September 8, 2007
Police in Blacksburg investigate the death of a toddler
Investigators say the mother found her child unresponsive in her car. When police got to the 300 block of North Knollwood Drive around 5 p.m., the nearly two-year-old was already dead. Authorities are trying to determine how the toddler died. The child's body has been sent to the medical examiner to determine the cause of death.
Thursday, September 13, 2007
Heat stroke confirmed in death
Blacksburg police have not filed charges in the case of the toddler who died Friday.
No charges have been filed in the case of a Blacksburg toddler who died Friday after being left for an entire workday in his mother's parked car, but heat stroke has been confirmed as the cause of death.
Dr. Amy Tharp of the Roanoke medical examiner's office said Wednesday that the child, whose name The Roanoke Times is withholding at this time, died of acute hyperthermia, also known as heat stroke. Standard toxicology test results are pending and a full report will take more time, Tharp said.
Blacksburg police have been reticent to release many details of the case. But Jan Null, a California-based expert in vehicle-related heat deaths in children, said police told him the mother of the child, who was not yet 2 years old, likely forgot to drop the child off at Rainbow Riders day care center before going to work Friday morning.
The mother found the child unresponsive in her car about 5 p.m., after arriving back at the day care center on Ramble Road, where she expected to pick up the child.
"With an outside temperature of approximately 88 degrees on Friday, the inside air temperature of the car would have been in excess of 130 degrees," said Null, a meteorologist and adjunct professor at San Francisco State University.
Under those conditions, a small child can succumb to the heat in as short a time as 15 minutes, Null said.
According to a police news release, the mother took the child into the center, where day care employees administered CPR and called 911. The child was pronounced dead at the scene.

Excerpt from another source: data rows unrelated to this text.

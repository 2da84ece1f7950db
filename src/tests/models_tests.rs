use serde_json::json;
use uuid::Uuid;

use crate::models::{
    BatchDocumentMetadata, BatchJobMetadata, BatchJobStatus, BatchDocumentStatus, JobPayload,
    QueueJobStatus,
};

#[test]
fn test_queue_job_status_round_trip() {
    for status in [
        QueueJobStatus::Pending,
        QueueJobStatus::Processing,
        QueueJobStatus::Completed,
        QueueJobStatus::Failed,
        QueueJobStatus::Retrying,
    ] {
        let text = status.to_string();
        assert_eq!(QueueJobStatus::try_from(text).unwrap(), status);
    }
}

#[test]
fn test_batch_job_status_round_trip() {
    for status in [
        BatchJobStatus::Pending,
        BatchJobStatus::Processing,
        BatchJobStatus::Completed,
        BatchJobStatus::CompletedWithErrors,
        BatchJobStatus::Failed,
        BatchJobStatus::Cancelled,
    ] {
        let text = status.to_string();
        assert_eq!(BatchJobStatus::try_from(text).unwrap(), status);
    }
}

#[test]
fn test_invalid_status_strings_rejected() {
    assert!(QueueJobStatus::try_from("done".to_string()).is_err());
    assert!(BatchJobStatus::try_from("".to_string()).is_err());
    assert!(BatchDocumentStatus::try_from("cancelled".to_string()).is_err());
}

#[test]
fn test_terminal_batch_statuses() {
    assert!(!BatchJobStatus::Pending.is_terminal());
    assert!(!BatchJobStatus::Processing.is_terminal());
    assert!(BatchJobStatus::Completed.is_terminal());
    assert!(BatchJobStatus::CompletedWithErrors.is_terminal());
    assert!(BatchJobStatus::Failed.is_terminal());
    assert!(BatchJobStatus::Cancelled.is_terminal());
}

#[test]
fn test_decode_batch_processing_payload() {
    let batch_job_id = Uuid::new_v4();
    let user_id = Uuid::new_v4();

    let payload = JobPayload::decode(
        "batch_processing",
        json!({
            "batchJobId": batch_job_id,
            "userId": user_id,
            "aiProvider": "anthropic",
            "aiModel": "claude",
            "analysisType": "contract",
        }),
    )
    .unwrap();

    let JobPayload::BatchProcessing(decoded) = payload;
    assert_eq!(decoded.batch_job_id, batch_job_id);
    assert_eq!(decoded.user_id, user_id);
    assert_eq!(decoded.ai_provider, "anthropic");
    assert_eq!(decoded.ai_model, "claude");
    assert_eq!(decoded.analysis_type, "contract");
    assert!(decoded.template_id.is_none());
}

#[test]
fn test_decode_unknown_job_type() {
    let err = JobPayload::decode("email_digest", json!({})).unwrap_err();
    assert!(err.contains("Unsupported job type"));
}

#[test]
fn test_decode_malformed_payload() {
    let err = JobPayload::decode("batch_processing", json!({"batchJobId": 42})).unwrap_err();
    assert!(err.contains("Invalid batch_processing payload"));
}

#[test]
fn test_payload_round_trip() {
    let original = JobPayload::decode(
        "batch_processing",
        json!({
            "batchJobId": Uuid::new_v4(),
            "userId": Uuid::new_v4(),
            "aiProvider": "free",
            "aiModel": "basic",
            "analysisType": "general",
            "templateId": Uuid::new_v4(),
        }),
    )
    .unwrap();

    let reencoded = JobPayload::decode(original.job_type(), original.job_data()).unwrap();
    let (JobPayload::BatchProcessing(a), JobPayload::BatchProcessing(b)) = (&original, &reencoded);
    assert_eq!(a.batch_job_id, b.batch_job_id);
    assert_eq!(a.template_id, b.template_id);
}

#[test]
fn test_document_metadata_wire_keys_are_camel_case() {
    let metadata = BatchDocumentMetadata {
        file_path: Some("/staging/abc.txt".to_string()),
        temp_file: true,
    };

    let value = serde_json::to_value(&metadata).unwrap();
    assert_eq!(value["filePath"], "/staging/abc.txt");
    assert_eq!(value["tempFile"], true);
}

#[test]
fn test_document_metadata_tolerates_missing_keys() {
    let metadata: BatchDocumentMetadata = serde_json::from_value(json!({})).unwrap();
    assert!(metadata.file_path.is_none());
    assert!(!metadata.temp_file);
}

#[test]
fn test_batch_job_metadata_progress_key() {
    let metadata = BatchJobMetadata {
        progress_percentage: Some(40),
    };

    let value = serde_json::to_value(&metadata).unwrap();
    assert_eq!(value["progressPercentage"], 40);

    let parsed: BatchJobMetadata =
        serde_json::from_value(json!({"progressPercentage": 100})).unwrap();
    assert_eq!(parsed.progress_percentage, Some(100));
}
use std::path::Path;
use tempfile::TempDir;

use crate::errors::BatchError;
use crate::file_service::FileService;
use crate::models::BatchDocumentMetadata;

fn create_test_file_service() -> (FileService, TempDir) {
    let temp_dir = TempDir::new().unwrap();
    let staging_path = temp_dir.path().to_string_lossy().to_string();
    let service = FileService::new(staging_path);
    (service, temp_dir)
}

fn staged_metadata(file_path: &str, temp_file: bool) -> BatchDocumentMetadata {
    BatchDocumentMetadata {
        file_path: Some(file_path.to_string()),
        temp_file,
    }
}

#[tokio::test]
async fn test_stage_file_preserves_extension() {
    let (service, _temp_dir) = create_test_file_service();

    let path = service.stage_file("contract.pdf", b"PDF content").await.unwrap();
    assert!(path.ends_with(".pdf"));
    assert_eq!(std::fs::read(&path).unwrap(), b"PDF content");
}

#[tokio::test]
async fn test_read_staged_text() {
    let (service, _temp_dir) = create_test_file_service();

    let path = service.stage_file("terms.txt", b"Hello, World!").await.unwrap();
    let content = service.read_staged_text(&staged_metadata(&path, true)).await.unwrap();
    assert_eq!(content, "Hello, World!");
}

#[tokio::test]
async fn test_read_staged_text_without_path() {
    let (service, _temp_dir) = create_test_file_service();

    let err = service
        .read_staged_text(&BatchDocumentMetadata::default())
        .await
        .unwrap_err();
    assert!(matches!(
        err.downcast_ref::<BatchError>(),
        Some(BatchError::MissingFilePath)
    ));
}

#[tokio::test]
async fn test_read_staged_text_missing_file() {
    let (service, _temp_dir) = create_test_file_service();

    let err = service
        .read_staged_text(&staged_metadata("/nonexistent/staged/file.txt", true))
        .await
        .unwrap_err();
    assert!(matches!(
        err.downcast_ref::<BatchError>(),
        Some(BatchError::StagedFileMissing(_))
    ));
}

#[tokio::test]
async fn test_cleanup_deletes_temp_file() {
    let (service, _temp_dir) = create_test_file_service();

    let path = service.stage_file("evidence.txt", b"data").await.unwrap();
    assert!(Path::new(&path).exists());

    service
        .cleanup_staged_file(&staged_metadata(&path, true))
        .await
        .unwrap();
    assert!(!Path::new(&path).exists());
}

#[tokio::test]
async fn test_cleanup_is_idempotent() {
    let (service, _temp_dir) = create_test_file_service();

    let path = service.stage_file("filing.txt", b"data").await.unwrap();
    let staging = staged_metadata(&path, true);

    service.cleanup_staged_file(&staging).await.unwrap();
    // Second call finds the file already gone and still succeeds.
    service.cleanup_staged_file(&staging).await.unwrap();
    assert!(!Path::new(&path).exists());
}

#[tokio::test]
async fn test_cleanup_leaves_non_temp_files() {
    let (service, _temp_dir) = create_test_file_service();

    let path = service.stage_file("retained.txt", b"keep me").await.unwrap();

    service
        .cleanup_staged_file(&staged_metadata(&path, false))
        .await
        .unwrap();
    assert!(Path::new(&path).exists());
}

#[tokio::test]
async fn test_cleanup_without_path_is_noop() {
    let (service, _temp_dir) = create_test_file_service();

    let staging = BatchDocumentMetadata {
        file_path: None,
        temp_file: true,
    };
    service.cleanup_staged_file(&staging).await.unwrap();
}
use anyhow::Result;
use serde::{Deserialize, Serialize};
use sqlx::Row;
use uuid::Uuid;

use super::Database;
use crate::errors::BatchError;
use crate::models::{JobPayload, QueueJob, QueueJobStatus};

const QUEUE_JOB_COLUMNS: &str = "id, job_type, job_data, priority, status, attempts, \
     max_attempts, scheduled_for, error_message, worker_id, created_at, started_at, completed_at";

#[derive(Debug, Clone, Serialize, Deserialize)]
pub struct QueueStats {
    pub pending_count: i64,
    pub processing_count: i64,
    pub retrying_count: i64,
    pub failed_count: i64,
    pub completed_today: i64,
    pub oldest_pending_minutes: Option<f64>,
}

impl Database {
    pub async fn create_queue_job(
        &self,
        job_type: &str,
        job_data: serde_json::Value,
        priority: i32,
    ) -> Result<QueueJob> {
        let job = sqlx::query_as::<_, QueueJob>(&format!(
            r#"
            INSERT INTO queue_jobs (job_type, job_data, priority)
            VALUES ($1, $2, $3)
            RETURNING {QUEUE_JOB_COLUMNS}
            "#
        ))
        .bind(job_type)
        .bind(job_data)
        .bind(priority)
        .fetch_one(&self.pool)
        .await?;

        Ok(job)
    }

    /// Typed enqueue for payloads this engine knows how to build.
    pub async fn enqueue(&self, payload: &JobPayload, priority: i32) -> Result<QueueJob> {
        self.create_queue_job(payload.job_type(), payload.job_data(), priority)
            .await
    }

    /// Claim the next eligible job: highest priority first, earliest schedule
    /// first, only jobs whose `scheduled_for` has passed.
    ///
    /// The claim is atomic at the storage layer (`FOR UPDATE SKIP LOCKED`
    /// plus a conditional update inside one transaction), so concurrent
    /// worker instances can never both own the same job.
    pub async fn claim_next_queue_job(&self, worker_id: &str) -> Result<Option<QueueJob>> {
        let mut tx = self.pool.begin().await?;

        let job_row = sqlx::query(
            r#"
            SELECT id
            FROM queue_jobs
            WHERE status IN ('pending', 'retrying')
              AND scheduled_for <= NOW()
            ORDER BY priority DESC, scheduled_for ASC, created_at ASC
            FOR UPDATE SKIP LOCKED
            LIMIT 1
            "#,
        )
        .fetch_optional(&mut *tx)
        .await?;

        let job_id: Uuid = match job_row {
            Some(row) => row.get("id"),
            None => {
                tx.rollback().await?;
                return Ok(None);
            }
        };

        let updated = sqlx::query(
            r#"
            UPDATE queue_jobs
            SET status = 'processing',
                started_at = NOW(),
                worker_id = $1,
                attempts = attempts + 1
            WHERE id = $2
              AND status IN ('pending', 'retrying')
            "#,
        )
        .bind(worker_id)
        .bind(job_id)
        .execute(&mut *tx)
        .await?;

        if updated.rows_affected() != 1 {
            tx.rollback().await?;
            tracing::warn!("Queue job {} was claimed by another worker", job_id);
            return Ok(None);
        }

        let job = sqlx::query_as::<_, QueueJob>(&format!(
            r#"SELECT {QUEUE_JOB_COLUMNS} FROM queue_jobs WHERE id = $1"#
        ))
        .bind(job_id)
        .fetch_one(&mut *tx)
        .await?;

        tx.commit().await?;

        Ok(Some(job))
    }

    pub async fn mark_queue_job_completed(&self, id: Uuid) -> Result<()> {
        sqlx::query(
            r#"
            UPDATE queue_jobs
            SET status = 'completed',
                completed_at = NOW(),
                error_message = NULL
            WHERE id = $1
            "#,
        )
        .bind(id)
        .execute(&self.pool)
        .await?;

        Ok(())
    }

    /// A failed job stays failed until an operator re-admits it; the worker
    /// never retries on its own.
    pub async fn mark_queue_job_failed(&self, id: Uuid, error: &str) -> Result<()> {
        sqlx::query(
            r#"
            UPDATE queue_jobs
            SET status = 'failed',
                completed_at = NOW(),
                error_message = $2
            WHERE id = $1
            "#,
        )
        .bind(id)
        .bind(error)
        .execute(&self.pool)
        .await?;

        Ok(())
    }

    /// Operator re-admission of a single failed job. The job moves to
    /// `retrying`, which the claim query treats like `pending`.
    pub async fn retry_failed_queue_job(&self, id: Uuid) -> Result<QueueJob> {
        let job = sqlx::query_as::<_, QueueJob>(&format!(
            r#"SELECT {QUEUE_JOB_COLUMNS} FROM queue_jobs WHERE id = $1"#
        ))
        .bind(id)
        .fetch_optional(&self.pool)
        .await?
        .ok_or(BatchError::QueueJobNotFound(id))?;

        if job.status != QueueJobStatus::Failed {
            return Err(BatchError::QueueJobNotRetryable {
                id,
                status: job.status.to_string(),
            }
            .into());
        }

        let job = sqlx::query_as::<_, QueueJob>(&format!(
            r#"
            UPDATE queue_jobs
            SET status = 'retrying',
                error_message = NULL,
                worker_id = NULL,
                started_at = NULL,
                completed_at = NULL,
                scheduled_for = NOW()
            WHERE id = $1
              AND status = 'failed'
            RETURNING {QUEUE_JOB_COLUMNS}
            "#
        ))
        .bind(id)
        .fetch_one(&self.pool)
        .await?;

        Ok(job)
    }

    pub async fn get_queue_job(&self, id: Uuid) -> Result<Option<QueueJob>> {
        let job = sqlx::query_as::<_, QueueJob>(&format!(
            r#"SELECT {QUEUE_JOB_COLUMNS} FROM queue_jobs WHERE id = $1"#
        ))
        .bind(id)
        .fetch_optional(&self.pool)
        .await?;

        Ok(job)
    }

    pub async fn get_queue_jobs(
        &self,
        status: Option<QueueJobStatus>,
        limit: i64,
    ) -> Result<Vec<QueueJob>> {
        let jobs = match status {
            Some(status) => {
                sqlx::query_as::<_, QueueJob>(&format!(
                    r#"
                    SELECT {QUEUE_JOB_COLUMNS}
                    FROM queue_jobs
                    WHERE status = $1
                    ORDER BY created_at DESC
                    LIMIT $2
                    "#
                ))
                .bind(status.to_string())
                .bind(limit)
                .fetch_all(&self.pool)
                .await?
            }
            None => {
                sqlx::query_as::<_, QueueJob>(&format!(
                    r#"
                    SELECT {QUEUE_JOB_COLUMNS}
                    FROM queue_jobs
                    ORDER BY created_at DESC
                    LIMIT $1
                    "#
                ))
                .bind(limit)
                .fetch_all(&self.pool)
                .await?
            }
        };

        Ok(jobs)
    }

    pub async fn delete_queue_job(&self, id: Uuid) -> Result<bool> {
        let result = sqlx::query(r#"DELETE FROM queue_jobs WHERE id = $1"#)
            .bind(id)
            .execute(&self.pool)
            .await?;

        Ok(result.rows_affected() > 0)
    }

    pub async fn get_queue_stats(&self) -> Result<QueueStats> {
        let row = sqlx::query(
            r#"
            SELECT
                COUNT(*) FILTER (WHERE status = 'pending') AS pending_count,
                COUNT(*) FILTER (WHERE status = 'processing') AS processing_count,
                COUNT(*) FILTER (WHERE status = 'retrying') AS retrying_count,
                COUNT(*) FILTER (WHERE status = 'failed') AS failed_count,
                COUNT(*) FILTER (WHERE status = 'completed'
                                   AND completed_at >= date_trunc('day', NOW())) AS completed_today,
                (EXTRACT(EPOCH FROM (NOW() - MIN(scheduled_for)
                                     FILTER (WHERE status = 'pending'))) / 60.0)::double precision
                    AS oldest_pending_minutes
            FROM queue_jobs
            "#,
        )
        .fetch_one(&self.pool)
        .await?;

        Ok(QueueStats {
            pending_count: row.get::<Option<i64>, _>("pending_count").unwrap_or(0),
            processing_count: row.get::<Option<i64>, _>("processing_count").unwrap_or(0),
            retrying_count: row.get::<Option<i64>, _>("retrying_count").unwrap_or(0),
            failed_count: row.get::<Option<i64>, _>("failed_count").unwrap_or(0),
            completed_today: row.get::<Option<i64>, _>("completed_today").unwrap_or(0),
            oldest_pending_minutes: row.get("oldest_pending_minutes"),
        })
    }
}
pub mod analyzer;
pub mod batch_worker;
pub mod config;
pub mod credits;
pub mod db;
pub mod errors;
pub mod file_service;
pub mod models;
pub mod routes;

#[cfg(test)]
mod tests;

use axum::{http::StatusCode, Json};
use std::sync::Arc;

use batch_worker::BatchWorker;
use config::Config;
use db::Database;

#[derive(Clone)]
pub struct AppState {
    pub db: Database,
    pub config: Config,
    pub batch_worker: Arc<BatchWorker>,
}

/// Health check endpoint for monitoring
pub async fn health_check() -> Result<Json<serde_json::Value>, StatusCode> {
    Ok(Json(serde_json::json!({"status": "ok"})))
}
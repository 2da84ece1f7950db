use anyhow::Result;
use sqlx::{postgres::PgPoolOptions, PgPool};
use std::time::Duration;

pub mod analyses;
pub mod batches;
pub mod queue;
pub mod templates;
pub mod users;

#[derive(Clone)]
pub struct Database {
    pub pool: PgPool,
}

impl Database {
    pub async fn new(database_url: &str) -> Result<Self> {
        let pool = PgPoolOptions::new()
            .max_connections(20)
            .min_connections(2)
            .acquire_timeout(Duration::from_secs(30))
            .idle_timeout(Duration::from_secs(600))
            .connect(database_url)
            .await?;
        Ok(Self { pool })
    }

    pub fn get_pool(&self) -> &PgPool {
        &self.pool
    }

    pub async fn migrate(&self) -> Result<()> {
        sqlx::query(r#"CREATE EXTENSION IF NOT EXISTS "uuid-ossp""#)
            .execute(&self.pool)
            .await?;

        sqlx::query(
            r#"
            CREATE TABLE IF NOT EXISTS users (
                id UUID PRIMARY KEY DEFAULT uuid_generate_v4(),
                email VARCHAR(255) UNIQUE NOT NULL,
                credits INTEGER NOT NULL DEFAULT 0,
                created_at TIMESTAMPTZ NOT NULL DEFAULT NOW()
            )
            "#,
        )
        .execute(&self.pool)
        .await?;

        sqlx::query(
            r#"
            CREATE TABLE IF NOT EXISTS ai_providers (
                id UUID PRIMARY KEY DEFAULT uuid_generate_v4(),
                user_id UUID NOT NULL REFERENCES users(id) ON DELETE CASCADE,
                provider VARCHAR(50) NOT NULL,
                api_key TEXT NOT NULL,
                created_at TIMESTAMPTZ NOT NULL DEFAULT NOW(),
                UNIQUE (user_id, provider)
            )
            "#,
        )
        .execute(&self.pool)
        .await?;

        sqlx::query(
            r#"
            CREATE TABLE IF NOT EXISTS analysis_templates (
                id UUID PRIMARY KEY DEFAULT uuid_generate_v4(),
                name VARCHAR(255) NOT NULL,
                system_prompt TEXT NOT NULL,
                created_at TIMESTAMPTZ NOT NULL DEFAULT NOW()
            )
            "#,
        )
        .execute(&self.pool)
        .await?;

        sqlx::query(
            r#"
            CREATE TABLE IF NOT EXISTS document_analyses (
                id UUID PRIMARY KEY DEFAULT uuid_generate_v4(),
                user_id UUID NOT NULL REFERENCES users(id) ON DELETE CASCADE,
                title VARCHAR(500) NOT NULL,
                content TEXT NOT NULL,
                ai_provider VARCHAR(50) NOT NULL,
                ai_model VARCHAR(100) NOT NULL,
                analysis_type VARCHAR(50) NOT NULL,
                template_id UUID REFERENCES analysis_templates(id) ON DELETE SET NULL,
                result JSONB NOT NULL DEFAULT '{}',
                status VARCHAR(20) NOT NULL DEFAULT 'pending',
                credits_used INTEGER NOT NULL DEFAULT 0,
                created_at TIMESTAMPTZ NOT NULL DEFAULT NOW(),
                updated_at TIMESTAMPTZ NOT NULL DEFAULT NOW()
            )
            "#,
        )
        .execute(&self.pool)
        .await?;

        sqlx::query(
            r#"
            CREATE TABLE IF NOT EXISTS batch_jobs (
                id UUID PRIMARY KEY DEFAULT uuid_generate_v4(),
                user_id UUID NOT NULL REFERENCES users(id) ON DELETE CASCADE,
                name VARCHAR(255) NOT NULL,
                description TEXT,
                analysis_type VARCHAR(50) NOT NULL,
                ai_provider VARCHAR(50) NOT NULL,
                ai_model VARCHAR(100) NOT NULL,
                template_id UUID REFERENCES analysis_templates(id) ON DELETE SET NULL,
                status VARCHAR(30) NOT NULL DEFAULT 'pending',
                total_documents INTEGER NOT NULL,
                processed_documents INTEGER NOT NULL DEFAULT 0,
                failed_documents INTEGER NOT NULL DEFAULT 0,
                total_credits_estimated INTEGER NOT NULL DEFAULT 0,
                total_credits_used INTEGER NOT NULL DEFAULT 0,
                error_message TEXT,
                metadata JSONB NOT NULL DEFAULT '{}',
                created_at TIMESTAMPTZ NOT NULL DEFAULT NOW(),
                started_at TIMESTAMPTZ,
                completed_at TIMESTAMPTZ
            )
            "#,
        )
        .execute(&self.pool)
        .await?;

        sqlx::query(
            r#"
            CREATE TABLE IF NOT EXISTS batch_documents (
                id UUID PRIMARY KEY DEFAULT uuid_generate_v4(),
                batch_job_id UUID NOT NULL REFERENCES batch_jobs(id) ON DELETE CASCADE,
                document_analysis_id UUID REFERENCES document_analyses(id) ON DELETE SET NULL,
                original_file_name VARCHAR(255) NOT NULL,
                file_size BIGINT NOT NULL,
                mime_type VARCHAR(100) NOT NULL,
                status VARCHAR(20) NOT NULL DEFAULT 'pending',
                credits_used INTEGER NOT NULL DEFAULT 0,
                error_message TEXT,
                sort_order INTEGER NOT NULL DEFAULT 0,
                metadata JSONB NOT NULL DEFAULT '{}',
                created_at TIMESTAMPTZ NOT NULL DEFAULT NOW(),
                updated_at TIMESTAMPTZ NOT NULL DEFAULT NOW()
            )
            "#,
        )
        .execute(&self.pool)
        .await?;

        sqlx::query(
            r#"
            CREATE TABLE IF NOT EXISTS queue_jobs (
                id UUID PRIMARY KEY DEFAULT uuid_generate_v4(),
                job_type VARCHAR(50) NOT NULL,
                job_data JSONB NOT NULL DEFAULT '{}',
                priority INTEGER NOT NULL DEFAULT 0,
                status VARCHAR(20) NOT NULL DEFAULT 'pending',
                attempts INTEGER NOT NULL DEFAULT 0,
                max_attempts INTEGER NOT NULL DEFAULT 3,
                scheduled_for TIMESTAMPTZ NOT NULL DEFAULT NOW(),
                error_message TEXT,
                worker_id VARCHAR(255),
                created_at TIMESTAMPTZ NOT NULL DEFAULT NOW(),
                started_at TIMESTAMPTZ,
                completed_at TIMESTAMPTZ
            )
            "#,
        )
        .execute(&self.pool)
        .await?;

        sqlx::query(
            r#"CREATE INDEX IF NOT EXISTS idx_queue_jobs_claim ON queue_jobs(status, priority DESC, scheduled_for)"#,
        )
        .execute(&self.pool)
        .await?;

        sqlx::query(r#"CREATE INDEX IF NOT EXISTS idx_batch_jobs_user_id ON batch_jobs(user_id)"#)
            .execute(&self.pool)
            .await?;

        sqlx::query(
            r#"CREATE INDEX IF NOT EXISTS idx_batch_documents_batch_job_id ON batch_documents(batch_job_id)"#,
        )
        .execute(&self.pool)
        .await?;

        sqlx::query(
            r#"CREATE INDEX IF NOT EXISTS idx_document_analyses_user_id ON document_analyses(user_id)"#,
        )
        .execute(&self.pool)
        .await?;

        Ok(())
    }
}
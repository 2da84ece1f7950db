use crate::credits::{analysis_type_multiplier, estimate_credits, provider_credits};

#[test]
fn test_provider_credit_table() {
    assert_eq!(provider_credits("openai-gpt4"), 2);
    assert_eq!(provider_credits("openai-gpt5"), 3);
    assert_eq!(provider_credits("anthropic-claude"), 3);
    assert_eq!(provider_credits("gemini-pro"), 1);
    assert_eq!(provider_credits("gemini-flash"), 1);
    assert_eq!(provider_credits("openrouter"), 2);
    assert_eq!(provider_credits("free"), 0);
}

#[test]
fn test_unknown_provider_model_is_never_free() {
    assert_eq!(provider_credits("acme-llm9000"), 1);
    assert_eq!(provider_credits(""), 1);
}

#[test]
fn test_free_tier_is_free_for_any_model() {
    assert_eq!(estimate_credits("free", "basic", "general"), 0);
    assert_eq!(estimate_credits("free", "whatever", "compliance"), 0);
}

#[test]
fn test_analysis_type_multipliers() {
    assert_eq!(analysis_type_multiplier("general"), 1.0);
    assert_eq!(analysis_type_multiplier("contract"), 1.5);
    assert_eq!(analysis_type_multiplier("legal"), 1.5);
    assert_eq!(analysis_type_multiplier("compliance"), 2.0);
    assert_eq!(analysis_type_multiplier("template"), 1.8);
    assert_eq!(analysis_type_multiplier("anything-else"), 1.0);
}

#[test]
fn test_estimate_rounds_up() {
    // 3 * 1.5 = 4.5 -> 5
    assert_eq!(estimate_credits("openai", "gpt5", "contract"), 5);
    // 3 * 1.8 = 5.4 -> 6
    assert_eq!(estimate_credits("anthropic", "claude", "template"), 6);
    // 1 * 1.5 = 1.5 -> 2
    assert_eq!(estimate_credits("gemini", "pro", "legal"), 2);
    // 2 * 2.0 = 4, already integral
    assert_eq!(estimate_credits("openai", "gpt4", "compliance"), 4);
}

#[test]
fn test_general_estimate_matches_base_cost() {
    // The submission path and the pipeline both price through
    // estimate_credits, which for `general` must equal the raw table value.
    assert_eq!(
        estimate_credits("openai", "gpt4", "general"),
        provider_credits("openai-gpt4")
    );
    assert_eq!(
        estimate_credits("gemini", "flash", "general"),
        provider_credits("gemini-flash")
    );
}
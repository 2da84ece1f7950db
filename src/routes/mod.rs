pub mod batches;
pub mod queue;
//! Error types for document reading and writing.

use thiserror::Error;

/// Errors that can occur while loading or serializing a document.
#[derive(Debug, Error)]
pub enum Error {
    /// The XML input is not well formed
    #[error("XML parse error: {message}")]
    Parse {
        /// Description from the XML reader
        message: String,
    },

    /// Serializing the tree failed
    #[error("XML write error: {message}")]
    Write {
        /// Description from the XML writer
        message: String,
    },

    /// The input contains no element at all
    #[error("document has no root element")]
    NoRoot,

    /// A second top-level element follows the root
    #[error("document has more than one root element, found extra '{0}'")]
    MultipleRoots(String),

    /// Input ended while an element was still open
    #[error("unclosed element '{0}'")]
    Unclosed(String),

    /// IO error
    #[error("IO error: {0}")]
    Io(#[from] std::io::Error),
}

impl Error {
    pub(crate) fn parse(err: impl std::fmt::Display) -> Self {
        Self::Parse {
            message: err.to_string(),
        }
    }

    pub(crate) fn write(err: impl std::fmt::Display) -> Self {
        Self::Write {
            message: err.to_string(),
        }
    }
}

/// Result type for document operations.
pub type Result<T> = std::result::Result<T, Error>;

It was the second such child death to occur in Virginia this year, Null said.
The mother's employer held a prayer meeting for the family and has provided counselors for workers. Extensive counseling services have also been offered at Rainbow Riders, head administrator Kristi Snyder said Wednesday.
The mother was not an employee of Rainbow Riders, but the family had been affiliated with the center for about five years, and, according to Snyder, "their world revolved around their children."
The deceased toddler is not the family's only child.
Snyder called the death a "horrible accident" and said those at the center are grieving with the family, whom the teachers and administrators hold in "high regard," she said.
Wythe County Commonwealth's Attorney Gerald Mabe has been named a special prosecutor in the case. Montgomery County Commonwealth's Attorney Brad Finch said this week that he recused himself because he has a relationship with the child's family.
Mabe said Wednesday that he expected to confer with Blacksburg police soon. But it's unclear if any charges will be filed.
Recent studies conducted by The Associated Press and Wake Forest University family law professor Jennifer Collins reveal wide disparities in criminal prosecution of these incidents. Some of the statistics indicate sex and class bias often play a role.
Both studies show that mothers of the children are charged more often than fathers. Collins' 2006 study of data from 1998-2003 showed that in 130 cases, 60 percent of mothers were charged, compared with 44 percent of fathers. AP data published in July shows that mothers are often given longer jail sentences.
"I think we tend to hold mothers to a higher standard, both in life and in the criminal justice system," Collins said.
But family income seems to be a strong indicator of who will be charged in the deaths of children left in parked cars. Of the 51 cases where Collins could ascertain the socioeconomic status of the parents involved, only 23 percent of those who could be classified as white collar were charged, compared to 85 percent of parents who could be classified as lower income.
Other factors can lead to prosecution, including alcohol or drug use by a caregiver or parent, or a history of abuse or neglect, Collins said. Overall, about half of parents are not charged, however.
Last week in a high-profile incident, Ohio authorities declined to press charges against a school administrator whose 2-year-old daughter died after being left for hours in the mother's car in a school parking lot.
In 1990, Roanoke prosecutor Donald Caldwell declined to charge a Botetourt County mother whose 2-year-old daughter died in a vehicle. Caldwell was quoted at the time as saying "I don't think that society could punish her any more than she's already punished herself."
The AP study shows that paid caregivers, however, are more likely than parents to be charged for forgetting a child in the back seat.
Two years ago a Roanoke County Department of Social Services aide was found guilty of reckless endangerment of a child and lost her job after she left a 10-month-old in a county vehicle. The child was found unhurt after five hours.
But across the country each year about 36 children on average -- most of them younger than 4 -- die of heat stroke in parked vehicles, Null said.
Staff writer Laurence Hammack contributed to this report.